Inexplicably, in the mid-nineteenth century, the vineyards began to die, first in France and then in other countries. Both farmers and scientists from different scientific areas have embarked on research and experiments to solve the problem. Fighting Phylloxera vastatrix, the American insect that was causing the death of vineyards in Europe, led to profound changes in viticulture. The solution required a combination of several strategies, which included introducing a hybrid strain into the soil (with insect-resistant roots) and grafting this plant with local varieties of Vitis vinifera. Phylloxera still exists, but it no longer affects the old vine varieties!
Stages of the phylloxera biological cycle: the insect starts at the roots and rises to the leaves of the vine. Print published by O Agricultor do Norte de Portugal.

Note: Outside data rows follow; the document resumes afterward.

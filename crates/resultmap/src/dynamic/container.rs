use super::{DynamicFetchBuilderStandard, FetchBuilder};
use resultmap_core::{schema::Fetchable, schema::FetchableId, Error, Result};
use std::{
    collections::{btree_map::Entry, BTreeMap},
    hash::{Hash, Hasher},
};

/// Fetch builders declared on a parent, keyed by fetchable.
#[derive(Debug, Clone, Default, PartialEq, Eq, Hash)]
pub struct FetchBuilderMap {
    builders: BTreeMap<FetchableId, FetchBuilder>,
}

/// The fetch builders of an entity builder.
///
/// The map is allocated on first write. A container that never had a fetch
/// declared is not equal to one whose map exists but is empty, though both
/// hash the same.
#[derive(Debug, Clone, Default)]
pub struct FetchBuilderContainer {
    /// Name of the entity owning the container, for messages
    owner: String,

    map: Option<FetchBuilderMap>,
}

/// Declaration API shared by builders that carry fetch builders.
pub trait FetchContainer {
    fn fetch_builder_container(&self) -> &FetchBuilderContainer;

    fn fetch_builder_container_mut(&mut self) -> &mut FetchBuilderContainer;

    /// Returns the builder declared for `fetchable`, if any.
    fn find_fetch_builder(&self, fetchable: FetchableId) -> Option<&FetchBuilder> {
        self.fetch_builder_container().find(fetchable)
    }

    /// Declares a standard fetch builder for `fetchable`. Fails if one was
    /// already declared.
    fn add_property(&mut self, fetchable: &Fetchable) -> Result<&mut DynamicFetchBuilderStandard> {
        self.fetch_builder_container_mut().add_property(fetchable)
    }

    /// Declares a standard fetch builder for `fetchable` reading the given
    /// column aliases, in selectable order.
    fn add_property_with_columns(
        &mut self,
        fetchable: &Fetchable,
        column_aliases: &[&str],
    ) -> Result<&mut DynamicFetchBuilderStandard> {
        let builder = self.add_property(fetchable)?;
        for alias in column_aliases {
            builder.add_column_alias(*alias);
        }
        Ok(builder)
    }

    /// Registers `builder` for `fetchable`, replacing any previous one.
    fn add_fetch_builder(&mut self, fetchable: FetchableId, builder: impl Into<FetchBuilder>) {
        self.fetch_builder_container_mut()
            .add_fetch_builder(fetchable, builder.into());
    }

    fn visit_fetch_builders(&self, f: impl FnMut(FetchableId, &FetchBuilder)) {
        self.fetch_builder_container().visit_fetch_builders(f);
    }
}

impl FetchBuilderMap {
    pub fn new() -> Self {
        Self::default()
    }

    pub fn get(&self, fetchable: FetchableId) -> Option<&FetchBuilder> {
        self.builders.get(&fetchable)
    }

    pub fn get_mut(&mut self, fetchable: FetchableId) -> Option<&mut FetchBuilder> {
        self.builders.get_mut(&fetchable)
    }

    /// Inserts `builder`, returning the one it replaced.
    pub fn insert(&mut self, fetchable: FetchableId, builder: FetchBuilder) -> Option<FetchBuilder> {
        self.builders.insert(fetchable, builder)
    }

    pub fn contains(&self, fetchable: FetchableId) -> bool {
        self.builders.contains_key(&fetchable)
    }

    pub fn len(&self) -> usize {
        self.builders.len()
    }

    pub fn is_empty(&self) -> bool {
        self.builders.is_empty()
    }

    pub fn iter(&self) -> impl ExactSizeIterator<Item = (FetchableId, &FetchBuilder)> + '_ {
        self.builders.iter().map(|(fetchable, builder)| (*fetchable, builder))
    }

    /// Inserts a new standard builder for `fetchable`, refusing to replace an
    /// existing one. `owner` names the declaring parent in the error.
    pub(crate) fn add_standard(
        &mut self,
        owner: &str,
        fetchable: &Fetchable,
        container: Option<&str>,
    ) -> Result<&mut DynamicFetchBuilderStandard> {
        match self.builders.entry(fetchable.id) {
            Entry::Occupied(entry) => Err(Error::duplicate_fetch_builder(
                owner,
                &fetchable.name,
                entry.get().describe(),
            )),
            Entry::Vacant(entry) => {
                let mut builder = DynamicFetchBuilderStandard::new(fetchable);
                if let Some(container) = container {
                    builder.set_container(container);
                }

                match entry.insert(FetchBuilder::Standard(builder)) {
                    FetchBuilder::Standard(builder) => Ok(builder),
                    _ => unreachable!(),
                }
            }
        }
    }

    /// Copies the map, replacing each builder with its cache key instance.
    /// Standard builders are re-parented to `owner`.
    pub fn cache_key_instance(&self, owner: Option<&str>) -> Self {
        Self {
            builders: self
                .builders
                .iter()
                .map(|(fetchable, builder)| (*fetchable, builder.cache_key_instance_for(owner)))
                .collect(),
        }
    }
}

impl<'a> IntoIterator for &'a FetchBuilderMap {
    type Item = (&'a FetchableId, &'a FetchBuilder);
    type IntoIter = std::collections::btree_map::Iter<'a, FetchableId, FetchBuilder>;

    fn into_iter(self) -> Self::IntoIter {
        self.builders.iter()
    }
}

impl FetchBuilderContainer {
    pub fn new(owner: impl Into<String>) -> Self {
        Self {
            owner: owner.into(),
            map: None,
        }
    }

    pub fn owner(&self) -> &str {
        &self.owner
    }

    /// The backing map, `None` until a fetch builder is declared.
    pub fn map(&self) -> Option<&FetchBuilderMap> {
        self.map.as_ref()
    }

    pub fn find(&self, fetchable: FetchableId) -> Option<&FetchBuilder> {
        self.map.as_ref()?.get(fetchable)
    }

    pub(crate) fn find_mut(&mut self, fetchable: FetchableId) -> Option<&mut FetchBuilder> {
        self.map.as_mut()?.get_mut(fetchable)
    }

    pub fn add_property(&mut self, fetchable: &Fetchable) -> Result<&mut DynamicFetchBuilderStandard> {
        let Self { owner, map } = self;
        let owner = owner.as_str();
        map.get_or_insert_with(FetchBuilderMap::default)
            .add_standard(owner, fetchable, Some(owner))
    }

    pub fn add_fetch_builder(&mut self, fetchable: FetchableId, builder: FetchBuilder) {
        if let Some(previous) = self
            .map
            .get_or_insert_with(FetchBuilderMap::default)
            .insert(fetchable, builder)
        {
            tracing::trace!(owner = %self.owner, ?fetchable, previous = %previous.describe(), "replaced fetch builder");
        }
    }

    pub fn visit_fetch_builders(&self, mut f: impl FnMut(FetchableId, &FetchBuilder)) {
        if let Some(map) = &self.map {
            for (fetchable, builder) in map.iter() {
                f(fetchable, builder);
            }
        }
    }

    /// Deep copy whose standard builders point back at the new container.
    pub fn cache_key_instance(&self) -> Self {
        Self {
            owner: self.owner.clone(),
            map: self
                .map
                .as_ref()
                .map(|map| map.cache_key_instance(Some(&self.owner))),
        }
    }
}

impl FetchContainer for FetchBuilderContainer {
    fn fetch_builder_container(&self) -> &FetchBuilderContainer {
        self
    }

    fn fetch_builder_container_mut(&mut self) -> &mut FetchBuilderContainer {
        self
    }
}

impl PartialEq for FetchBuilderContainer {
    fn eq(&self, other: &Self) -> bool {
        self.map == other.map
    }
}

impl Eq for FetchBuilderContainer {}

impl Hash for FetchBuilderContainer {
    fn hash<H: Hasher>(&self, state: &mut H) {
        match &self.map {
            Some(map) => map.hash(state),
            // Same contribution as an empty map
            None => 0usize.hash(state),
        }
    }
}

Jornal de Agricultura Prática (The Farmer of Northern Portugal. Journal of Practical Agriculture) in 1874.
If, for now, the vineyards are not threatened, the same is not true for many essential plants, such as olive trees, cashew nuts or banana. In proclaiming 2020 as The International Year of Plant Health, the United Nations considers this to be an “opportunity to raise global awareness on how protecting plant health can help end hunger, reduce poverty, protect the environment, and boost economic development”.

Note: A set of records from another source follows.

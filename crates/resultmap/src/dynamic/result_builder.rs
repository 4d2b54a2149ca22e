use super::{
    DynamicResultBuilderBasic, DynamicResultBuilderBasicConverted, DynamicResultBuilderEntityCalculated,
    DynamicResultBuilderEntityStandard, DynamicResultBuilderInstantiation,
};
use crate::{engine::CreationState, results::DomainResult};
use resultmap_core::Result;
use std::sync::Arc;

/// A top-level result declared on a result-set mapping.
///
/// Builders without nested state are held behind an `Arc` so cache keys
/// share them instead of copying.
#[derive(Debug, Clone, PartialEq, Eq, Hash)]
pub enum ResultBuilder {
    Basic(Arc<DynamicResultBuilderBasic>),
    Converted(Arc<DynamicResultBuilderBasicConverted>),
    Entity(DynamicResultBuilderEntityStandard),
    EntityCalculated(Arc<DynamicResultBuilderEntityCalculated>),
    Instantiation(DynamicResultBuilderInstantiation),
}

impl ResultBuilder {
    /// Builds the result found at `position` in the projection.
    pub fn build_result<'m>(&'m self, position: usize, state: &mut CreationState<'m>) -> Result<DomainResult> {
        Ok(match self {
            Self::Basic(builder) => DomainResult::Basic(builder.build_result(position, state)?),
            Self::Converted(builder) => DomainResult::Basic(builder.build_result(position, state)?),
            Self::Entity(builder) => DomainResult::Entity(builder.build_result(state)?),
            Self::EntityCalculated(builder) => DomainResult::Entity(builder.build_result(state)?),
            Self::Instantiation(builder) => {
                DomainResult::Instantiation(builder.build_result(state)?)
            }
        })
    }

    pub fn cache_key_instance(&self) -> Self {
        match self {
            Self::Basic(builder) => Self::Basic(Arc::clone(builder)),
            Self::Converted(builder) => Self::Converted(Arc::clone(builder)),
            Self::Entity(builder) => Self::Entity(builder.cache_key_instance()),
            Self::EntityCalculated(builder) => Self::EntityCalculated(Arc::clone(builder)),
            Self::Instantiation(builder) => Self::Instantiation(builder.cache_key_instance()),
        }
    }

    /// Table alias of an entity result.
    pub fn table_alias(&self) -> Option<&str> {
        match self {
            Self::Entity(builder) => Some(builder.table_alias()),
            Self::EntityCalculated(builder) => Some(builder.table_alias()),
            _ => None,
        }
    }

    pub fn as_entity(&self) -> Option<&DynamicResultBuilderEntityStandard> {
        match self {
            Self::Entity(builder) => Some(builder),
            _ => None,
        }
    }

    pub fn as_entity_mut(&mut self) -> Option<&mut DynamicResultBuilderEntityStandard> {
        match self {
            Self::Entity(builder) => Some(builder),
            _ => None,
        }
    }
}

impl From<DynamicResultBuilderBasic> for ResultBuilder {
    fn from(value: DynamicResultBuilderBasic) -> Self {
        Self::Basic(Arc::new(value))
    }
}

impl From<DynamicResultBuilderBasicConverted> for ResultBuilder {
    fn from(value: DynamicResultBuilderBasicConverted) -> Self {
        Self::Converted(Arc::new(value))
    }
}

impl From<DynamicResultBuilderEntityStandard> for ResultBuilder {
    fn from(value: DynamicResultBuilderEntityStandard) -> Self {
        Self::Entity(value)
    }
}

impl From<DynamicResultBuilderEntityCalculated> for ResultBuilder {
    fn from(value: DynamicResultBuilderEntityCalculated) -> Self {
        Self::EntityCalculated(Arc::new(value))
    }
}

impl From<DynamicResultBuilderInstantiation> for ResultBuilder {
    fn from(value: DynamicResultBuilderInstantiation) -> Self {
        Self::Instantiation(value)
    }
}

The Food and Agriculture Organization estimates that plant diseases today are causing 40 percent of annual food losses. For backward historical periods, it is more difficult to make accurate calculations, but the records bear witness to the weight of the constant threat. As the book Famine in European History, edited in 2017 by Guido Alfany and Cormac Ó Gráda, shows, diseases and pests are often combined with other factors to bring about catastrophe.
The problems related to diseases of cultivated plants are as old as agriculture. At the origins of biotechnology are the selection and combination of seeds made by the first farmers, who sought those that resisted the pests and guaranteed the best crops. While this search for resistant seed varieties is now mainly closed in a few university labs and large biotechnology companies, for millennia this knowledge has been widespread among millions of farmers around the world. It is to them that we owe the development of local seed varieties, with great genetic variability and able to adapt to the agro-ecological characteristics of the different regions. The disappearance of these farmers, particularly in Europe, means the destruction of these informal laboratories and the loss of ability to adapt crops to ongoing climate and ecological changes. These are current challenges that require reflection and solutions.
From the second half of the nineteenth century, with the intensification of intercontinental contacts and the widening of monoculture areas, the impact of plant diseases and pests also became a global problem. From the great famine in Ireland caused by the death of potato crops to the destruction of orange production and export in the Azores or the spread of phylloxera in wine-producing countries in Europe, the scale of the problems crossed borders.
Action
For decades, discussions, experiences, proposals, and initiatives intersected to ensure problem-solving. Since the late nineteenth century, transnational mechanisms have been put in place to stop the introduction and spread of diseases and pests. These include the establishment of scientific research organizations dedicated to plant health, the signing of international agreements regulating the circulation of plants and food, including border and cargo surveillance.
The last century has been equally marked by the development and indiscriminate application of chemicals to attack the unwanted plant and animal weeds. After a time when the negative effects of pesticides on the environment and public health were ignored, the evidence required national governments and international organizations to act to ban some of these products. Rachael Carson’s warnings in the pioneering book Silent Spring, released in the early 1960s, had some echo. But if DDT is no longer allowed, glyphosate and many others continue to be used.
By focusing on plant health during 2020, the United Nations and FAO propose an ecosystem approach. They argue that “this ecosystem approach combines different management strategies and practices to grow healthy crops while minimizing the use of pesticides. Avoiding poisonous substances when dealing with pests not only protects the environment, it also protects pollinators, natural pest enemies, beneficial organisms and the people and animals who depend on plants”. Looking at solutions to today’s plant health problems from this perspective, what can we learn from the legacy of past knowledge and experience?